Gérer la toxicité et le taux d’immunoglobulines

Le premier défi est d’éviter la progression de la maladie durant le délai de fabrication des cellules CAR-T, qui est actuellement de six à douze semaines, même s’il tend à diminuer.

Le deuxième défi est la gestion de la toxicité. En effet, l’administration de ce traitement, effectuée après une chimiothérapie lymphodéplétive, expose à deux toxicités aiguës pouvant mettre en jeu le pronostic vital : un syndrome de relargage des cytokines, survenant dans les sept à dix jours, pouvant entraîner une défaillance d’organes, et des troubles neurologiques, aphasie, encéphalopathie, voire crises convulsives et œdème cérébral, qui eux peuvent survenir plus tardivement. Dans certains essais, les formes graves de ces complications concernent jusqu’à 50 % des patients, et nécessitent une coordination étroite entre les services d’hématologie et de réanimation médicale.

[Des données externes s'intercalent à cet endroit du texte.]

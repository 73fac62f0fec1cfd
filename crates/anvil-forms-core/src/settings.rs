//! Extension-level settings.
//!
//! [`Settings`] holds the configuration the extension itself needs (spool and
//! upload directories, mail defaults, logging), as opposed to the per-form
//! definitions which live in the config crate. Settings load from TOML with
//! unspecified fields falling back to defaults, and environment variables
//! take highest priority.
//!
//! ## Loading Order
//!
//! 1. Start with default settings.
//! 2. Load from a TOML file or string (overriding defaults).
//! 3. Apply environment variable overrides (highest priority).
//!
//! ## Environment Variable Mapping
//!
//! | Env Var | Setting |
//! |---|---|
//! | `ANVIL_FORMS_DEBUG` | `debug` |
//! | `ANVIL_FORMS_LOG_LEVEL` | `log_level` |
//! | `ANVIL_FORMS_SPOOL_DIR` | `spool_dir` |
//! | `ANVIL_FORMS_UPLOAD_DIR` | `upload_dir` |
//! | `ANVIL_FORMS_TEMPLATES_DIR` | `templates_dir` |
//! | `ANVIL_FORMS_FROM_EMAIL` | `from_email` |
//! | `ANVIL_FORMS_SMTP_HOST` | `smtp.host` |
//! | `ANVIL_FORMS_SMTP_PORT` | `smtp.port` |

use std::path::{Path, PathBuf};

use serde::{Deserialize, Serialize};

use crate::error::{FormsError, FormsResult};

/// SMTP relay settings for spooled mail delivery.
#[derive(Debug, Clone, Serialize, Deserialize)]
#[serde(default)]
pub struct SmtpSettings {
    /// SMTP relay hostname.
    pub host: String,
    /// SMTP relay port.
    pub port: u16,
    /// Optional SMTP username.
    pub username: Option<String>,
    /// Optional SMTP password.
    pub password: Option<String>,
}

impl Default for SmtpSettings {
    fn default() -> Self {
        Self {
            host: "localhost".to_string(),
            port: 25,
            username: None,
            password: None,
        }
    }
}

/// Extension-level settings.
#[derive(Debug, Clone, Serialize, Deserialize)]
#[serde(default)]
pub struct Settings {
    /// Debug mode: pretty logs, verbose errors.
    pub debug: bool,
    /// Log filter directive (e.g. "info", "anvil_forms=debug").
    pub log_level: String,
    /// Directory where outgoing mail is durably queued.
    pub spool_dir: PathBuf,
    /// Directory where validated uploads are stored.
    pub upload_dir: PathBuf,
    /// Directory holding email body templates (Tera glob root).
    pub templates_dir: PathBuf,
    /// Default sender address for notification email.
    pub from_email: String,
    /// SMTP relay used by the spool delivery worker.
    pub smtp: SmtpSettings,
}

impl Default for Settings {
    fn default() -> Self {
        Self {
            debug: false,
            log_level: "info".to_string(),
            spool_dir: PathBuf::from("var/spool"),
            upload_dir: PathBuf::from("var/uploads"),
            templates_dir: PathBuf::from("templates"),
            from_email: "noreply@localhost".to_string(),
            smtp: SmtpSettings::default(),
        }
    }
}

impl Settings {
    /// Loads settings from a TOML string.
    ///
    /// Fields not present in the TOML keep their default values.
    pub fn from_toml_str(toml_str: &str) -> FormsResult<Self> {
        // Two-step approach: parse the TOML into a serde_json::Value, then
        // merge it over the serialized defaults. This keeps defaults for any
        // settings the TOML does not specify.
        let toml_value: toml::Value = toml::from_str(toml_str)
            .map_err(|e| FormsError::Configuration(format!("Failed to parse TOML: {e}")))?;

        let json_value = toml_to_json(toml_value);
        let default_json = serde_json::to_value(Self::default()).map_err(|e| {
            FormsError::Configuration(format!("Failed to serialize default settings: {e}"))
        })?;

        let merged = merge_json(default_json, json_value);
        serde_json::from_value(merged).map_err(|e| {
            FormsError::Configuration(format!("Failed to deserialize settings: {e}"))
        })
    }

    /// Loads settings from a TOML file.
    pub fn from_toml_file(path: impl AsRef<Path>) -> FormsResult<Self> {
        let content = std::fs::read_to_string(path.as_ref()).map_err(|e| {
            FormsError::Configuration(format!(
                "Failed to read settings file '{}': {e}",
                path.as_ref().display()
            ))
        })?;
        Self::from_toml_str(&content)
    }

    /// Loads settings from a TOML file, then applies environment overrides.
    pub fn from_toml_file_with_env(path: impl AsRef<Path>) -> FormsResult<Self> {
        let mut settings = Self::from_toml_file(path)?;
        settings.apply_env_overrides();
        Ok(settings)
    }

    /// Loads settings from environment variables only (starting from defaults).
    pub fn from_env() -> Self {
        let mut settings = Self::default();
        settings.apply_env_overrides();
        settings
    }

    /// Applies `ANVIL_FORMS_*` environment variable overrides in place.
    pub fn apply_env_overrides(&mut self) {
        if let Ok(v) = std::env::var("ANVIL_FORMS_DEBUG") {
            self.debug = v == "true" || v == "1";
        }
        if let Ok(v) = std::env::var("ANVIL_FORMS_LOG_LEVEL") {
            self.log_level = v;
        }
        if let Ok(v) = std::env::var("ANVIL_FORMS_SPOOL_DIR") {
            self.spool_dir = PathBuf::from(v);
        }
        if let Ok(v) = std::env::var("ANVIL_FORMS_UPLOAD_DIR") {
            self.upload_dir = PathBuf::from(v);
        }
        if let Ok(v) = std::env::var("ANVIL_FORMS_TEMPLATES_DIR") {
            self.templates_dir = PathBuf::from(v);
        }
        if let Ok(v) = std::env::var("ANVIL_FORMS_FROM_EMAIL") {
            self.from_email = v;
        }
        if let Ok(v) = std::env::var("ANVIL_FORMS_SMTP_HOST") {
            self.smtp.host = v;
        }
        if let Ok(v) = std::env::var("ANVIL_FORMS_SMTP_PORT") {
            if let Ok(port) = v.parse() {
                self.smtp.port = port;
            }
        }
    }
}

/// Converts a `toml::Value` into a `serde_json::Value`.
fn toml_to_json(value: toml::Value) -> serde_json::Value {
    match value {
        toml::Value::String(s) => serde_json::Value::String(s),
        toml::Value::Integer(i) => serde_json::Value::Number(i.into()),
        toml::Value::Float(f) => serde_json::Number::from_f64(f)
            .map_or(serde_json::Value::Null, serde_json::Value::Number),
        toml::Value::Boolean(b) => serde_json::Value::Bool(b),
        toml::Value::Datetime(dt) => serde_json::Value::String(dt.to_string()),
        toml::Value::Array(arr) => {
            serde_json::Value::Array(arr.into_iter().map(toml_to_json).collect())
        }
        toml::Value::Table(table) => serde_json::Value::Object(
            table
                .into_iter()
                .map(|(k, v)| (k, toml_to_json(v)))
                .collect(),
        ),
    }
}

/// Merges `overlay` onto `base`, recursing into objects.
fn merge_json(base: serde_json::Value, overlay: serde_json::Value) -> serde_json::Value {
    match (base, overlay) {
        (serde_json::Value::Object(mut base_map), serde_json::Value::Object(overlay_map)) => {
            for (key, overlay_value) in overlay_map {
                let merged = match base_map.remove(&key) {
                    Some(base_value) => merge_json(base_value, overlay_value),
                    None => overlay_value,
                };
                base_map.insert(key, merged);
            }
            serde_json::Value::Object(base_map)
        }
        (_, overlay) => overlay,
    }
}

Le troisième défi est la gestion des hypogammaglobulinémies induites par le traitement

Les cellules CAR s’attaquent en effet aussi aux lymphocytes B normaux, ce qui entraîne une diminution de production des immunoglobulines. Les patients traités et répondeurs retrouvent rapidement une excellente qualité de vie, mais la nécessité d’une supplémentation mensuelle à long terme en immunoglobulines polyvalentes représente une contrainte pour ces personnes souvent jeunes.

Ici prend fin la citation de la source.